** Given data follows **

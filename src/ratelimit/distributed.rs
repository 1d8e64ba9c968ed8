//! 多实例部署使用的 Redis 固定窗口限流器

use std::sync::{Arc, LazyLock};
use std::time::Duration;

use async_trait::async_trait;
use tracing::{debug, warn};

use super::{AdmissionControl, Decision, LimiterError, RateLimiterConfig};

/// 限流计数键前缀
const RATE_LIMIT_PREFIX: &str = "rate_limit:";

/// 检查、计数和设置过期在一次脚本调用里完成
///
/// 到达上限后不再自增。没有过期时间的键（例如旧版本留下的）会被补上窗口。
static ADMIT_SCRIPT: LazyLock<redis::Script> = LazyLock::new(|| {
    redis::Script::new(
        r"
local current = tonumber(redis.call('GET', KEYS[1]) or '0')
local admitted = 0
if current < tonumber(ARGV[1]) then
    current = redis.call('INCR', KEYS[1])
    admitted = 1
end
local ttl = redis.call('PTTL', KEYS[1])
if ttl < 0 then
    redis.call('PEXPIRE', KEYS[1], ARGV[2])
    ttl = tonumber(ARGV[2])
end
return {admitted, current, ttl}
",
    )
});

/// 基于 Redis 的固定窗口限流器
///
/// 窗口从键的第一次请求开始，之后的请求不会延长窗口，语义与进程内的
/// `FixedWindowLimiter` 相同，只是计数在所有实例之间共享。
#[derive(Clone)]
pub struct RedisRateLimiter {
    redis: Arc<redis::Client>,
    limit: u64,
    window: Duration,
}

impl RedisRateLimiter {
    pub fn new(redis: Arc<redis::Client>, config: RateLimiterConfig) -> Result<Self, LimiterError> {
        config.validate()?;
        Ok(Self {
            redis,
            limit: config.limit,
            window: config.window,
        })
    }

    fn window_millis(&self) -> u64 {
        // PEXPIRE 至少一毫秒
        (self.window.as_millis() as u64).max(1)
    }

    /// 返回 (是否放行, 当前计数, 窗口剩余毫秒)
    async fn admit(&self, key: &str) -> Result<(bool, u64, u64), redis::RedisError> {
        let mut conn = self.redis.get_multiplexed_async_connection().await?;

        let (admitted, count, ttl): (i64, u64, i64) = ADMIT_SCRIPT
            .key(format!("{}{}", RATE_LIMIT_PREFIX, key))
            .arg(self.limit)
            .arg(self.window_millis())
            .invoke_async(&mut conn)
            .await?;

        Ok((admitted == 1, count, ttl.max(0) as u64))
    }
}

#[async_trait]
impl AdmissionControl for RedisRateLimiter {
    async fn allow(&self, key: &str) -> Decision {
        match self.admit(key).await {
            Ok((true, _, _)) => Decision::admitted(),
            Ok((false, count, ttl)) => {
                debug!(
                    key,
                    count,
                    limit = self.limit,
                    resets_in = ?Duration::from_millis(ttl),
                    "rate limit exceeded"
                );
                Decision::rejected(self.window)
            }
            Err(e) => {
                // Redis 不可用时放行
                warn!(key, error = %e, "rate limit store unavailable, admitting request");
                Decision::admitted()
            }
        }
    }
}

** End of Given data **
** Given data follows **

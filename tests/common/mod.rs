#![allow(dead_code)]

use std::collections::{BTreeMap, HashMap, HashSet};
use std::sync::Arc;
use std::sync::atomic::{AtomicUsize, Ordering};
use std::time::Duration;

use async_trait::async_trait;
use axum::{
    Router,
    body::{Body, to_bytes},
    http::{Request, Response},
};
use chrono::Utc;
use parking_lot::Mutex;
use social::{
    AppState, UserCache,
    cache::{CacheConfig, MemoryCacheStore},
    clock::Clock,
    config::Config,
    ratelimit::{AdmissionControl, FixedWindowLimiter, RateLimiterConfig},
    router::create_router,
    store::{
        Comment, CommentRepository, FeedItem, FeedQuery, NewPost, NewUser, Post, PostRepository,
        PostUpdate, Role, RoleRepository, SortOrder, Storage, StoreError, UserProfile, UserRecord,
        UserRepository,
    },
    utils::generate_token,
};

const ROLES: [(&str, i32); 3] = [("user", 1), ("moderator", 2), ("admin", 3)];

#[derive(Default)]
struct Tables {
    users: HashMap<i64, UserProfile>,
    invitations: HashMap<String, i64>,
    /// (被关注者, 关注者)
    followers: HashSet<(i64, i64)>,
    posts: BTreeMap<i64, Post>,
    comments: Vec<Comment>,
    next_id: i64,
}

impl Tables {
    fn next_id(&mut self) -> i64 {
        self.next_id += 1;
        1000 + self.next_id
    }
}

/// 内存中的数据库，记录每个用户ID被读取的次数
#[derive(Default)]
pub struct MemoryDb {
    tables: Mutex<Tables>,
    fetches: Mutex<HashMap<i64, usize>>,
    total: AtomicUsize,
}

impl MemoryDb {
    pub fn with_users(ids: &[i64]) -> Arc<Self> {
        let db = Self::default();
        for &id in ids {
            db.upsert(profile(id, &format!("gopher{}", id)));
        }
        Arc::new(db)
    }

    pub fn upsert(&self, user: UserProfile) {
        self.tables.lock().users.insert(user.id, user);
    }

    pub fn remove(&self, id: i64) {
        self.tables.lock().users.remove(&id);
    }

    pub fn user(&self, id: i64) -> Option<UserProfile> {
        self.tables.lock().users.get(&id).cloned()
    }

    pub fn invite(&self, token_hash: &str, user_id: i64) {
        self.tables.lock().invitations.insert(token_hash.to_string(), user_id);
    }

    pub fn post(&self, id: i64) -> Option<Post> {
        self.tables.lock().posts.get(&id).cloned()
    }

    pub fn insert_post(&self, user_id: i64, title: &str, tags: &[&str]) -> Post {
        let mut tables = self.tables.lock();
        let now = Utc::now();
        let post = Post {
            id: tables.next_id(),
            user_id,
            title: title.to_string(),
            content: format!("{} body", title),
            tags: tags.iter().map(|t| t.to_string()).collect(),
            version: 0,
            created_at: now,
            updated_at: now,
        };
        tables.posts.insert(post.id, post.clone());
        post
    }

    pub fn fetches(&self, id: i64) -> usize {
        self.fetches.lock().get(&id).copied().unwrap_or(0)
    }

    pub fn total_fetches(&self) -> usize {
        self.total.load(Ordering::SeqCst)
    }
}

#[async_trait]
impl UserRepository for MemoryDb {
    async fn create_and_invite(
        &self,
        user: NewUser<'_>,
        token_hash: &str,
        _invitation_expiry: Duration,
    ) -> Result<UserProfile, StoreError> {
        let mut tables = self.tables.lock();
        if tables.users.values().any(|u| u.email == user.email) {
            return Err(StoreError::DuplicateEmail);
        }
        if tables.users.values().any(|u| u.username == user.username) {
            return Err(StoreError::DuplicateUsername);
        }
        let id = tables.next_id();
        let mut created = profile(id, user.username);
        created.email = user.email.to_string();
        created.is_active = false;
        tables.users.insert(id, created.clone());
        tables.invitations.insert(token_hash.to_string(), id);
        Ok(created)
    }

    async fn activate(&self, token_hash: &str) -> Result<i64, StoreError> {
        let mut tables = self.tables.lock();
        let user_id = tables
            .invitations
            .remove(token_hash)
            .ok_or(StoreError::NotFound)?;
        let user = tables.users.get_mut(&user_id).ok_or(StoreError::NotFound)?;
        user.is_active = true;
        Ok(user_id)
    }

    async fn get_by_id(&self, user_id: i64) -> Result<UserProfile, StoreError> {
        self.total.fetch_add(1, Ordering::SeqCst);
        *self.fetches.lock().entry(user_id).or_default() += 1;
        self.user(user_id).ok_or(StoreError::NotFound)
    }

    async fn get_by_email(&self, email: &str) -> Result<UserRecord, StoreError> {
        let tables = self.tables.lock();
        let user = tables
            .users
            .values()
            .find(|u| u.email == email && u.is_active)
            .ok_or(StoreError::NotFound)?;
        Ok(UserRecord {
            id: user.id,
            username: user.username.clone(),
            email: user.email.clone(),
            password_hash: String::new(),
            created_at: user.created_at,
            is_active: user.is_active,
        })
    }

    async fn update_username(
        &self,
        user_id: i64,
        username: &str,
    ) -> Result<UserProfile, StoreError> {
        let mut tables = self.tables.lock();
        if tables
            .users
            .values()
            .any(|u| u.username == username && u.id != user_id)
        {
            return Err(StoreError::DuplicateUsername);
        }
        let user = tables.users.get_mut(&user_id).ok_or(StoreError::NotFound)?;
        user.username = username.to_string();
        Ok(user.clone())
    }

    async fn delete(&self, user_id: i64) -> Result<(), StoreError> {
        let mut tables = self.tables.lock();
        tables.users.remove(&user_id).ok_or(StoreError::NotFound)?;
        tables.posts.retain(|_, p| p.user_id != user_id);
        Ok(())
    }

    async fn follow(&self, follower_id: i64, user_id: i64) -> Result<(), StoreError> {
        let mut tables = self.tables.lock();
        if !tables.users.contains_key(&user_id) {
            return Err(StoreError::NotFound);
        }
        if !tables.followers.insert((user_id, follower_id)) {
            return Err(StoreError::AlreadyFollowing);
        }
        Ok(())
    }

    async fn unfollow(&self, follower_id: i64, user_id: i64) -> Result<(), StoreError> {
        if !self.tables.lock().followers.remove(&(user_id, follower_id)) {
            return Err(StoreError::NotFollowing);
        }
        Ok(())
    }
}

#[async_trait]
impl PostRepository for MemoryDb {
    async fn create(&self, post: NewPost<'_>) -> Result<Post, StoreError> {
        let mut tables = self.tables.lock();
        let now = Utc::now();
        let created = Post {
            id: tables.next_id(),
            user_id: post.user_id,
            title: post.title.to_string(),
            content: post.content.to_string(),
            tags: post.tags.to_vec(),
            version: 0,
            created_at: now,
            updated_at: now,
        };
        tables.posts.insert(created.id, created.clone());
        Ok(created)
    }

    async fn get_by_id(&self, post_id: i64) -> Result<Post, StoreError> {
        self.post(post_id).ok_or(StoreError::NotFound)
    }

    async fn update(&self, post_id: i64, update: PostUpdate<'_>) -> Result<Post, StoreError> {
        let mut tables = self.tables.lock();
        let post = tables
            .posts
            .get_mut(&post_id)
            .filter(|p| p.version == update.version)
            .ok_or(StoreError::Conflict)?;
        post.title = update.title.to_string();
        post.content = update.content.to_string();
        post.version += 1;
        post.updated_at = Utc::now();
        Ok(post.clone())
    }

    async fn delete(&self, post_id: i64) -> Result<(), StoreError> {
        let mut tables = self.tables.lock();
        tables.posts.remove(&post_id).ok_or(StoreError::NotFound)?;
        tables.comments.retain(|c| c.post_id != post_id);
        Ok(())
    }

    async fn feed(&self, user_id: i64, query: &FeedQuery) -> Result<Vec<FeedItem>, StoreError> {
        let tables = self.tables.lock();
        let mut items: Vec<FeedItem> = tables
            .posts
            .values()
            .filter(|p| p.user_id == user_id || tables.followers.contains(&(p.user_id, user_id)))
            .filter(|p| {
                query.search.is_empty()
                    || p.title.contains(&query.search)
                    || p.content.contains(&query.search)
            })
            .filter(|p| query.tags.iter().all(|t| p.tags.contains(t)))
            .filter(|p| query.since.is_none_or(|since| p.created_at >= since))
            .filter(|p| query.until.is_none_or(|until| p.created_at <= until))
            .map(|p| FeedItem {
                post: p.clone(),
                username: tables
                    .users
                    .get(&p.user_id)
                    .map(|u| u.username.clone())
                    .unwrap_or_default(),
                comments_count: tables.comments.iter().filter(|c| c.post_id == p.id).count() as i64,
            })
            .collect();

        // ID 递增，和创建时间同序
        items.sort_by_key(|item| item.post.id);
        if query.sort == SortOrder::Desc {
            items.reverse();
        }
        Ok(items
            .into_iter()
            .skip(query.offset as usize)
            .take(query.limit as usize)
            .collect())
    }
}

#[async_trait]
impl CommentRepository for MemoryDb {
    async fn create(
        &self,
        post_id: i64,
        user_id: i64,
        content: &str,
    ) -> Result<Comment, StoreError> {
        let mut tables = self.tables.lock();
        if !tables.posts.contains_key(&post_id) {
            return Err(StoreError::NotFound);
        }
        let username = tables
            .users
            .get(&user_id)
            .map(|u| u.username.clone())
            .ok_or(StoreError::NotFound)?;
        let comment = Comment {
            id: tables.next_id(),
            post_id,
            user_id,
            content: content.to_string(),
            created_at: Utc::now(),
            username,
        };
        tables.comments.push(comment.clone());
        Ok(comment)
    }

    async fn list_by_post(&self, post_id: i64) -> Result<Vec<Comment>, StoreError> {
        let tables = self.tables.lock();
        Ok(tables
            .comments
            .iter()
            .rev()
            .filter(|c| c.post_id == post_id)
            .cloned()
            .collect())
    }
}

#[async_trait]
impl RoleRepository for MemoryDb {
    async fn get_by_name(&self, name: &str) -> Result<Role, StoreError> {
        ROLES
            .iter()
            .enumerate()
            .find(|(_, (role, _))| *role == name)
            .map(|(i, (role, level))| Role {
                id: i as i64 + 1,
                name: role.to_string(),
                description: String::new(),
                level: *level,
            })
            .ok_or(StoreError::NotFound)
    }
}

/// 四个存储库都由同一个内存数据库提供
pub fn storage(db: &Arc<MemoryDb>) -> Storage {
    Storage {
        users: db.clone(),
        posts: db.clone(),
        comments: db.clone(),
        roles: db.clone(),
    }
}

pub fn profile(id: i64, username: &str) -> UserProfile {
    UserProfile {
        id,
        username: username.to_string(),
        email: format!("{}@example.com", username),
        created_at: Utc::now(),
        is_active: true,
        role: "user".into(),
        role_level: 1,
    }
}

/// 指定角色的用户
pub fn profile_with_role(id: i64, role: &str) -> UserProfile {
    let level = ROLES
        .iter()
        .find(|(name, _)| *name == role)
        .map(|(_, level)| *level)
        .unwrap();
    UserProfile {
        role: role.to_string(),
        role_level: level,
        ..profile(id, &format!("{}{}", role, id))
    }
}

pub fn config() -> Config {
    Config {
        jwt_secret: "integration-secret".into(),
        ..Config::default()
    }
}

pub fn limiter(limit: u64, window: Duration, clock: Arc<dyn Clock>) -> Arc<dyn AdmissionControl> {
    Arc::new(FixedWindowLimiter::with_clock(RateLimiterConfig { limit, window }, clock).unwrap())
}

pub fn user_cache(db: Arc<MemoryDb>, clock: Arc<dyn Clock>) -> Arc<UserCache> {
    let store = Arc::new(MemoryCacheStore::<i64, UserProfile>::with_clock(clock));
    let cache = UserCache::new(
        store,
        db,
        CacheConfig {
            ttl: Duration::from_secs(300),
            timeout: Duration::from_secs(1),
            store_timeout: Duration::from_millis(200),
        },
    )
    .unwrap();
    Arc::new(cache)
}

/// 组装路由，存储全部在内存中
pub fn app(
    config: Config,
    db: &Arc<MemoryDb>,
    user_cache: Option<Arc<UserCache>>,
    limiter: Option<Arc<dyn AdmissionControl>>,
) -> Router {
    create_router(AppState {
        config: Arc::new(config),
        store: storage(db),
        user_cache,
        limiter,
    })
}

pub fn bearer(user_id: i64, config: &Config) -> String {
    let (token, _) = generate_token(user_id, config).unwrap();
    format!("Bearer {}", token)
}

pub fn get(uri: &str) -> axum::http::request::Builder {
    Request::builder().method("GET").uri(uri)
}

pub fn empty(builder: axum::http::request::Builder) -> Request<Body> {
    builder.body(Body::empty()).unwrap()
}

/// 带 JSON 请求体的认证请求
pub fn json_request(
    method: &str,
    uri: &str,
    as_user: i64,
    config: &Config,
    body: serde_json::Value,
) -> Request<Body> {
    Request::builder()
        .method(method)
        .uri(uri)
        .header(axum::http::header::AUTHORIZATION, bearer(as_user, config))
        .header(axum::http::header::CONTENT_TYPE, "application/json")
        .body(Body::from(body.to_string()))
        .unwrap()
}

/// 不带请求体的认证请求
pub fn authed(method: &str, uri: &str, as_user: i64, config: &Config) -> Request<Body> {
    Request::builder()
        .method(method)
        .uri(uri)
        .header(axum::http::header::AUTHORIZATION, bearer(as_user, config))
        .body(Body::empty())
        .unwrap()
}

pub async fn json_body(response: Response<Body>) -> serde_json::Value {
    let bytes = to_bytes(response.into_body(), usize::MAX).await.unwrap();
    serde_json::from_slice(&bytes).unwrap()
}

** End of Given data **
** Given data follows **

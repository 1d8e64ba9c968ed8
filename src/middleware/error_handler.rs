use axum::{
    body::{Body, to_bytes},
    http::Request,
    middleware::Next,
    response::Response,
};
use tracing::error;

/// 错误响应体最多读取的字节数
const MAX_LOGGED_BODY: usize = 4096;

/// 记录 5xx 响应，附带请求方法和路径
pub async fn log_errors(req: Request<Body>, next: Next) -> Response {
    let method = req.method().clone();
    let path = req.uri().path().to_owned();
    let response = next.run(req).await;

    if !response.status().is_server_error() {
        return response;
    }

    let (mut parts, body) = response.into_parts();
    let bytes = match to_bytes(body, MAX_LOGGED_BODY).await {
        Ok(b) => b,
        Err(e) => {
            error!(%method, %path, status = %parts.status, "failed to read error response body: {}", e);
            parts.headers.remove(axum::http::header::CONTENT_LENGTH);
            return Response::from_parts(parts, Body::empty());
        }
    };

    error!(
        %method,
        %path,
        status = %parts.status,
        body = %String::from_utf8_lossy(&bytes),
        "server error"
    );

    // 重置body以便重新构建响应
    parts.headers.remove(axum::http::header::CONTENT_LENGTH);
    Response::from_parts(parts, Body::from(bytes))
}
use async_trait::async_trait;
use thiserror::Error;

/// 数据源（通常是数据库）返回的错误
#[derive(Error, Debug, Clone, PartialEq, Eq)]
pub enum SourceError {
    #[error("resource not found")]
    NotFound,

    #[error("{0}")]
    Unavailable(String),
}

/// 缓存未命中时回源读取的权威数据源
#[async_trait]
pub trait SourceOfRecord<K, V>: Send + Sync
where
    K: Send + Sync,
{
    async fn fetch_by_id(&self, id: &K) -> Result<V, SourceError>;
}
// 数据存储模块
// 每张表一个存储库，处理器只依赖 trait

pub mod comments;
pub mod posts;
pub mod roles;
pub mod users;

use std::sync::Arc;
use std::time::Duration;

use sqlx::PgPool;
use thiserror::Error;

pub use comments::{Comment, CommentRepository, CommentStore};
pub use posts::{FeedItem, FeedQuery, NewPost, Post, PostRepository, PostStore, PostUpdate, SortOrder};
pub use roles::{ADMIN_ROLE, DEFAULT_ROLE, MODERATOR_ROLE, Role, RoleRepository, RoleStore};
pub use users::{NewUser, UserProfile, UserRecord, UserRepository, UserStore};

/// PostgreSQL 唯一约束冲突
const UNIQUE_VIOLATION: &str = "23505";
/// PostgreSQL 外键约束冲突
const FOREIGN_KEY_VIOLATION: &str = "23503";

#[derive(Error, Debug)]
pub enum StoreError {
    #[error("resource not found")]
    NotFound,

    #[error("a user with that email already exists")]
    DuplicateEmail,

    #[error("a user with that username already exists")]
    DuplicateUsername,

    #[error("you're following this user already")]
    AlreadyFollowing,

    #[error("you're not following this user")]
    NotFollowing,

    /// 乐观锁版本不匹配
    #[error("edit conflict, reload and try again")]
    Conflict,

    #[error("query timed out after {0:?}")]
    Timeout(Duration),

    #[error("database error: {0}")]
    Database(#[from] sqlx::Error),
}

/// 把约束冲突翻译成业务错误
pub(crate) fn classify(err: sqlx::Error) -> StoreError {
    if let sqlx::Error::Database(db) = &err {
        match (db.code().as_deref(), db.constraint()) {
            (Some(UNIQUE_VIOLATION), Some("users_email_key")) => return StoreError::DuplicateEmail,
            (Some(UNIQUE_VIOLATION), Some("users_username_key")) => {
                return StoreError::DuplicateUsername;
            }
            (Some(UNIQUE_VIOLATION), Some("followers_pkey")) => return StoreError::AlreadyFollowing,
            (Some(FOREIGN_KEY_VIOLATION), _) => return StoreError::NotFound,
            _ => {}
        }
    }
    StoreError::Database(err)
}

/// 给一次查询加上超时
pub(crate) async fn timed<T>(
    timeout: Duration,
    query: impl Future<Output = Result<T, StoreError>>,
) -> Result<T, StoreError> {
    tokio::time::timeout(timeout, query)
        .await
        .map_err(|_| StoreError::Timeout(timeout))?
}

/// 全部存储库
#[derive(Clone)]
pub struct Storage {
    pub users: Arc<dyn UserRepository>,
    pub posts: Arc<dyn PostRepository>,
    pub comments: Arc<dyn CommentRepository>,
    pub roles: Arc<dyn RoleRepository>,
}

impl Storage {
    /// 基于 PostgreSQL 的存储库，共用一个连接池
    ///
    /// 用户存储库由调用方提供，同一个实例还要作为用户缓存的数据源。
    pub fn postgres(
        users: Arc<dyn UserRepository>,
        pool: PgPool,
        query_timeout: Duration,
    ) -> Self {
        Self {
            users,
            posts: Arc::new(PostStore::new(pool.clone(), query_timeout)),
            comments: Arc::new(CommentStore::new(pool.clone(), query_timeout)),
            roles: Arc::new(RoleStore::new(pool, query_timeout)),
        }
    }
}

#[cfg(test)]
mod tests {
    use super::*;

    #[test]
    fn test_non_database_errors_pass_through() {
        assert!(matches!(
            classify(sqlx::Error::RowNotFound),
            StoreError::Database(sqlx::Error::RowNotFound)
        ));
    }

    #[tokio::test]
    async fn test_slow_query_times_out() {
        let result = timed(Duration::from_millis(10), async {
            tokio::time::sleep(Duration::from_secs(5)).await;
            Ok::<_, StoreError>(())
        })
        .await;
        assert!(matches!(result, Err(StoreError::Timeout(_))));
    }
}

** End of Given data **

= Problem to work on =
Where the listing above reaches the line that contains "filename src/ratelimit/distributed.rs", start retyping, and finish with the line that contains "if current < tonumber(ARGV[1]) then"; reproduce those lines exactly and no others.

= Reply =
filename src/ratelimit/distributed.rs
repository 1d8e64ba9c968ed8
//! 多实例部署使用的 Redis 固定窗口限流器

use std::sync::{Arc, LazyLock};
use std::time::Duration;

use async_trait::async_trait;
use tracing::{debug, warn};

use super::{AdmissionControl, Decision, LimiterError, RateLimiterConfig};

/// 限流计数键前缀
const RATE_LIMIT_PREFIX: &str = "rate_limit:";

/// 检查、计数和设置过期在一次脚本调用里完成
///
/// 到达上限后不再自增。没有过期时间的键（例如旧版本留下的）会被补上窗口。
static ADMIT_SCRIPT: LazyLock<redis::Script> = LazyLock::new(|| {
    redis::Script::new(
        r"
local current = tonumber(redis.call('GET', KEYS[1]) or '0')
local admitted = 0
if current < tonumber(ARGV[1]) then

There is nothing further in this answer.